After going through the data, give the number of lines that contain the word "extract" as your sole answer.

- [Stored data entries]

----

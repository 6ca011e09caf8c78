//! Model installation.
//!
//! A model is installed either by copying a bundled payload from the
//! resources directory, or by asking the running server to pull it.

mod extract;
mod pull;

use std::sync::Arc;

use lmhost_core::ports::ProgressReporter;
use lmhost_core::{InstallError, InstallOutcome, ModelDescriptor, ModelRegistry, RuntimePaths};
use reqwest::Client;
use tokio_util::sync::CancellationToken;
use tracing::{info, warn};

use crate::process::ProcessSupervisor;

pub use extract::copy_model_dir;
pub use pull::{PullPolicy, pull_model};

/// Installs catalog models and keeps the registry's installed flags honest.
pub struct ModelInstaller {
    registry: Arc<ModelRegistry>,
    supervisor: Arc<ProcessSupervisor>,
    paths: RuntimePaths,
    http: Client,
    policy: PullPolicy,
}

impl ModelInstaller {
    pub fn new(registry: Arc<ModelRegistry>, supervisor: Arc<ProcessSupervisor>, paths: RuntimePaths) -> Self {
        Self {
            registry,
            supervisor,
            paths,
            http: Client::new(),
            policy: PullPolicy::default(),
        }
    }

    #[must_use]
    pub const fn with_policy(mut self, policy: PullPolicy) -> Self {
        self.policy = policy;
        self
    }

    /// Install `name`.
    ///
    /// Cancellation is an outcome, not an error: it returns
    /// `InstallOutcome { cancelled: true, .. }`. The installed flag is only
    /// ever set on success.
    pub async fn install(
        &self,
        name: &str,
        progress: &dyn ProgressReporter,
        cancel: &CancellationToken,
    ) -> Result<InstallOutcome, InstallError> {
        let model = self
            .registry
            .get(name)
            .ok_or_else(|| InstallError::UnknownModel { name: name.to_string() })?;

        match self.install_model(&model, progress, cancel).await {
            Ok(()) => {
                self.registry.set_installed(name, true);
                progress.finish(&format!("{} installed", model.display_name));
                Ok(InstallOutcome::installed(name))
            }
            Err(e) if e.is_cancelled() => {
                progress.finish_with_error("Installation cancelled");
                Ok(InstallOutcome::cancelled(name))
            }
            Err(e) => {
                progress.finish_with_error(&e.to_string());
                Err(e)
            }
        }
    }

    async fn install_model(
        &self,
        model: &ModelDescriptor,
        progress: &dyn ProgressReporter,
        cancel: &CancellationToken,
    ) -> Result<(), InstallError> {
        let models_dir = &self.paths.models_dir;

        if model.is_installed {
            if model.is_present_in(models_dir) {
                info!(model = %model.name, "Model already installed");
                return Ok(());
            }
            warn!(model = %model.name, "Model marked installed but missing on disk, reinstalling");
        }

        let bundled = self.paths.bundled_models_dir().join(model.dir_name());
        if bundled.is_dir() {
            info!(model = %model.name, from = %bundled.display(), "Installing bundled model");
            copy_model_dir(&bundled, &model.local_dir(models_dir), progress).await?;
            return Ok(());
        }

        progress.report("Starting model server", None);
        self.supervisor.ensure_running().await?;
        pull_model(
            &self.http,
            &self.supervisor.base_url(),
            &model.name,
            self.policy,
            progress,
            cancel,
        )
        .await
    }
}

----

- [Task output] 2